I use the system for web surfing, CAD, gaming and light video editing.

KDE Dolphin reported data drive as filled with ~700 Gb, ~75% full. After btrfs balance Dolphin reported the drive as ~55% full.

Since the system starts acting all kinds of wonky when Dolphin reported fill percentage reaches 77-79%, which coincides with how much I think is reserved for metadata I’ve no reason to doubt it.

What are your thoughts?

A few things: btrfs maintenance does a very limited balance, 10% for data block groups and 5% for metadata block groups. The only time a full balance is recommended is following a file system conversion, e.g. ext4 to btrfs.

I’m not familiar with the Dolphin code, so I don’t know what values it’s looking at to determine how full a file system is. Block groups are abstracted from user space, they have no idea what the arrangement is, and all a balance does is migrate in-use extents so they’re more contiguous, in effect it’s a free space defragmenter. But I’m not sure how that helps understand the reported behavior.

By default, Fedora uses the overlay graph driver for docker/moby/podman containers. Therefore I don’t expect to see the effect of bookend extents, and therefore the behavior of containers on Btrfs should be the same as on XFS. What dedup tool are you using?

Anyway, we need more detailed information or it’s just speculation. There are a number of commands fpaste --btrfsinfo uses on the system drive that would be useful to see before and after the unexpected behavior. The commands are listed so you can (manually) run them on the data drive as well.

1 Like

Thank you for the explanation, this is certainly puzzling. Also, happy holidays :slight_smile:

I occasionally run duperemove manually. If you’re talking about what I wrote here:

Then that’s a btrfs profile that duplicates every data file.
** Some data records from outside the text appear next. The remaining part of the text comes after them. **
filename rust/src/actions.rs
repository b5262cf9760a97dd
use crate::state::ChipKey;

#[derive(uniffi::Enum, Debug, Clone, PartialEq, Eq)]
pub enum ReactionsAction {
    /// A summary chip was clicked.
    SelectChip { key: ChipKey },
    /// The host's close affordance was used.
    Dismiss,
}

impl ReactionsAction {
    /// Log-safe action tag.
    pub fn tag(&self) -> &'static str {
        match self {
            ReactionsAction::SelectChip { .. } => "SelectChip",
            ReactionsAction::Dismiss => "Dismiss",
        }
    }
}
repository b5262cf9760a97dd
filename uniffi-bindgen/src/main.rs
fn main() {
    uniffi::uniffi_bindgen_main()
}
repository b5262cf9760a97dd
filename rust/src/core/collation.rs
//! Locale-aware ordering for display names.
//!
//! Uses the Unicode Collation Algorithm with the CLDR root tailoring, so
//! letters without a canonical decomposition (`æ`, `ø`, `ł`, `ß`) sort next
//! to their base letters and punctuation sorts before digits. Strings that
//! collate equal fall back to code point order so sorting stays
//! deterministic.

use std::cmp::Ordering;
use std::sync::LazyLock;

use icu_collator::options::CollatorOptions;
use icu_collator::{Collator, CollatorBorrowed};

static ROOT_COLLATOR: LazyLock<Option<CollatorBorrowed<'static>>> = LazyLock::new(|| {
    match Collator::try_new(Default::default(), CollatorOptions::default()) {
        Ok(collator) => Some(collator),
        Err(err) => {
            tracing::warn!(%err, "root collator unavailable; names sort by code point");
            None
        }
    }
});

pub fn locale_cmp(a: &str, b: &str) -> Ordering {
    let collated = match ROOT_COLLATOR.as_ref() {
        Some(collator) => collator.compare(a, b),
        None => Ordering::Equal,
    };
    collated.then_with(|| a.cmp(b))
}
mod render;

use std::io::Write;
use std::path::PathBuf;

use anyhow::{Context, Result};
use clap::{Args, Parser, Subcommand};
use pika_reactions::{DialogConfig, DialogFixture, ReactionsDialog, ReactionsDialogState};

#[derive(Debug, Parser)]
#[command(name = "pika-reactions", version, about = "Show who reacted to a message")]
struct Cli {
    /// Log filter used when RUST_LOG is unset.
    #[arg(long, default_value = "warn")]
    log: String,

    #[command(subcommand)]
    command: Command,
}

#[derive(Debug, Subcommand)]
enum Command {
    /// Render the reactions dialog for a fixture file.
    Show(ShowArgs),
}

#[derive(Debug, Args)]
struct ShowArgs {
    /// JSON file with `members` and `annotations`.
    #[arg(long)]
    fixture: PathBuf,

    /// Only list senders of this emoji. Unknown emoji list everyone.
    #[arg(long)]
    filter: Option<String>,

    /// TOML dialog config. Defaults to $PIKA_REACTIONS_CONFIG when set.
    #[arg(long)]
    config: Option<PathBuf>,

    /// Print the dialog state as JSON instead of text.
    #[arg(long, default_value_t = false)]
    json: bool,
}

fn main() -> Result<()> {
    let cli = Cli::parse();

    tracing_subscriber::fmt()
        .with_env_filter(
            tracing_subscriber::EnvFilter::try_from_default_env()
                .unwrap_or_else(|_| cli.log.as_str().into()),
        )
        .with_writer(std::io::stderr)
        .init();

    match cli.command {
        Command::Show(args) => show(args),
    }
}

fn show(args: ShowArgs) -> Result<()> {
    let fixture = DialogFixture::load(&args.fixture)?;
    let config = DialogConfig::resolve(args.config.as_deref())?;

    let mut dialog =
        ReactionsDialog::open(&fixture.snapshot(), &fixture.members, config.labels.clone());
    if let Some(emoji) = args.filter.as_deref() {
        dialog.select_emoji(emoji);
        if dialog.filter().emoji().is_none() {
            tracing::warn!(emoji, "message has no such reaction, showing all");
        }
    }

    let mut out = std::io::stdout().lock();
    if args.json {
        let state = ReactionsDialogState::project(&dialog, &config, 0);
        serde_json::to_writer_pretty(&mut out, &state).context("write dialog state")?;
        writeln!(out)?;
    } else {
        out.write_all(render::render_dialog(&dialog, &config).as_bytes())
            .context("write dialog")?;
    }
    Ok(())
}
I’m kinda paranoid about bit rot haha.


I’ve filled the drive with precious data since the balancing, so I won’t revert the system state to before the balancing (is that even possible?).
Here’s the output of fpaste --btrfsinfo this morning, i.e. after balance and refill of filesystems.

Duperemove is a deduplicator. It finds duplicate files and in effect makes a reflink copy, i.e. the files all point to the same extents, also called shared extents. It’s not duplicating every data file, it’s the opposite of that.
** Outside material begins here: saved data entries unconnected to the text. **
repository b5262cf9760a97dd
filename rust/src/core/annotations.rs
use serde::Serialize;

use super::collation::locale_cmp;
use super::source::{MemberDirectory, ReactionGroup, ReactionSource};

/// One row of the dialog: which emoji, and who sent it.
#[derive(Debug, Clone, PartialEq, Eq, Serialize)]
pub struct ReactionAnnotation {
    pub emoji: String,
    pub sender_name: String,
}

impl ReactionAnnotation {
    pub fn new(emoji: impl Into<String>, sender_name: impl Into<String>) -> Self {
        Self {
            emoji: emoji.into(),
            sender_name: sender_name.into(),
        }
    }
}

/// Groups ordered by size, largest first. Equal sizes keep their input order.
pub(crate) fn sorted_by_popularity(source: &impl ReactionSource) -> Vec<&ReactionGroup> {
    let mut groups: Vec<&ReactionGroup> = source.groups().iter().collect();
    // `sort_by` is stable, which is what keeps ties in input order.
    groups.sort_by(|a, b| b.len().cmp(&a.len()));
    groups
}

/// Flattens the snapshot into dialog rows.
///
/// Outer order is group popularity; inside a group senders are resolved
/// through `members` (unknown ids stay as-is) and sorted by name.
pub fn derive_annotations(
    source: &impl ReactionSource,
    members: &impl MemberDirectory,
) -> Vec<ReactionAnnotation> {
    let mut rows = Vec::with_capacity(source.groups().iter().map(ReactionGroup::len).sum());

    for group in sorted_by_popularity(source) {
        let mut names: Vec<String> = group
            .events
            .iter()
            .map(|event| {
                members
                    .display_name(&event.sender)
                    .unwrap_or_else(|| event.sender.clone())
            })
            .collect();
        names.sort_by(|a, b| locale_cmp(a, b));

        rows.extend(
            names
                .into_iter()
                .map(|name| ReactionAnnotation::new(group.key.clone(), name)),
        );
    }

    rows
}

#[cfg(test)]
mod tests {
    use std::collections::HashMap;

    use super::*;
    use crate::core::source::{ReactionEvent, ReactionSnapshot};

    const THUMBS: &str = "\u{1F44D}";
    const HEART: &str = "\u{2764}\u{FE0F}";
    const PARTY: &str = "\u{1F389}";

    fn group(key: &str, senders: &[&str]) -> ReactionGroup {
        let mut g = ReactionGroup::new(key);
        for (i, sender) in senders.iter().enumerate() {
            g.insert(ReactionEvent {
                event_id: format!("${key}-{i}"),
                sender: sender.to_string(),
            });
        }
        g
    }

    fn names(pairs: &[(&str, &str)]) -> HashMap<String, String> {
        pairs
            .iter()
            .map(|(id, name)| (id.to_string(), name.to_string()))
            .collect()
    }

    #[test]
    fn empty_snapshot_yields_no_rows() {
        let rows = derive_annotations(&ReactionSnapshot::default(), &HashMap::<String, String>::new());
        assert!(rows.is_empty());
    }

    #[test]
    fn orders_groups_by_size_then_names_alphabetically() {
        let snapshot = ReactionSnapshot::new(vec![
            group(HEART, &["@c:x"]),
            group(THUMBS, &["@a:x", "@b:x"]),
        ]);
        let members = names(&[("@a:x", "Bob"), ("@b:x", "Alice"), ("@c:x", "Carol")]);

        let rows = derive_annotations(&snapshot, &members);
        assert_eq!(
            rows,
            vec![
                ReactionAnnotation::new(THUMBS, "Alice"),
                ReactionAnnotation::new(THUMBS, "Bob"),
                ReactionAnnotation::new(HEART, "Carol"),
            ]
        );
    }

    #[test]
    fn equal_sized_groups_keep_input_order() {
        let snapshot = ReactionSnapshot::new(vec![
            group(PARTY, &["@a:x"]),
            group(HEART, &["@b:x"]),
            group(THUMBS, &["@c:x", "@d:x"]),
        ]);
        let order: Vec<&str> = sorted_by_popularity(&snapshot)
            .into_iter()
            .map(|g| g.key.as_str())
            .collect();
        assert_eq!(order, vec![THUMBS, PARTY, HEART]);
    }

    #[test]
    fn unknown_senders_fall_back_to_their_id() {
        let snapshot = ReactionSnapshot::new(vec![group(THUMBS, &["@zed:x", "@ghost:x"])]);
        let members = names(&[("@zed:x", "Zed")]);

        let rows = derive_annotations(&snapshot, &members);
        let senders: Vec<&str> = rows.iter().map(|r| r.sender_name.as_str()).collect();
        assert_eq!(senders, vec!["@ghost:x", "Zed"]);
    }
}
If you want duplicated data and metadata, you need to convert the file system to use the DUP profile for data block groups. The DUP profile is the default for metadata block groups (on hard drives, since forever, and on flash drives more recently). Of course, this uses double the space.

Sorry, I didn’t get to it in time and the paste has expired already (24 hours).
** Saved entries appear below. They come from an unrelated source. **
use std::path::PathBuf;

#[derive(Debug, thiserror::Error)]
pub enum LoadError {
    #[error("read {}: {source}", path.display())]
    Io {
        path: PathBuf,
        #[source]
        source: std::io::Error,
    },
    #[error("parse {}: {source}", path.display())]
    Json {
        path: PathBuf,
        #[source]
        source: serde_json::Error,
    },
    #[error("parse {}: {source}", path.display())]
    Toml {
        path: PathBuf,
        #[source]
        source: toml::de::Error,
    },
}

/// Error surface of the FFI object. Flattened to its message for the
/// generated bindings.
#[derive(Debug, thiserror::Error, uniffi::Error)]
#[uniffi(flat_error)]
pub enum ReactionsError {
    #[error("invalid fixture: {0}")]
    InvalidFixture(String),
    #[error("invalid config: {0}")]
    InvalidConfig(String),
}

impl From<serde_json::Error> for ReactionsError {
    fn from(err: serde_json::Error) -> Self {
        ReactionsError::InvalidFixture(err.to_string())
    }
}

impl From<toml::de::Error> for ReactionsError {
    fn from(err: toml::de::Error) -> Self {
        ReactionsError::InvalidConfig(err.to_string())
    }
}
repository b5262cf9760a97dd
use tracing_subscriber::EnvFilter;

const DEFAULT_DIRECTIVE: &str = "pika_reactions=info";

/// Installs a global fmt subscriber honouring `RUST_LOG`.
///
/// Safe to call more than once; only the first call installs anything, and an
/// already-installed subscriber from the host is left alone.
pub fn init_logging() {
    let filter =
        EnvFilter::try_from_default_env().unwrap_or_else(|_| EnvFilter::new(DEFAULT_DIRECTIVE));
    let _ = tracing_subscriber::fmt()
        .with_env_filter(filter)
        .with_target(false)
        .try_init();
}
Maybe I worded that weirdly, but I do use the DUP profile for both data and metadata.
IIUC, DUP profile duplicates the datasets, and duperemove removes duplicates within a dataset?

I wasn’t aware fpaste would expire the paste so quickly. Here’s a new one.

Yeah, dedup will create shared extents for the various instances of the files; and DUP profile will in effect duplicate the block groups (data and metadata in this case, i.e. file data and file system metadata) on one device. So if you add another device you’ll want to switch this profile to raid1 so that the block groups are kept on separate devices. It’s still a single source of failure (i.e. not a backup) but so long as any corruption is limited to one of the copies, the other dup copy can be used to recover and fix up the bad copy.

1 Like

Based on the fpaste, I’m not seeing anything suspicious that could relate to this. I think you’ll need to wait until the unexpected behavior happens and then collect data.

I see the / file system is using single profile for data and metadata, i.e. one copy only.

Could you boot off recent Live media (any Fedora 37 desktop Live) and post the output from the following command for both file system?

btrfs check --readonly /dev/mapper/luks-12345

You’ll need to manually unlock the two LUKS devices, and pass the correct dev node path to the command. This will not make any repairs but will report if there are any issues with either file system. It’s unlikely there’s anything wrong per se, but maybe it finds something like qgroup confusion that’d explain some of the behavior you’re getting - in which case there’s a simple fix.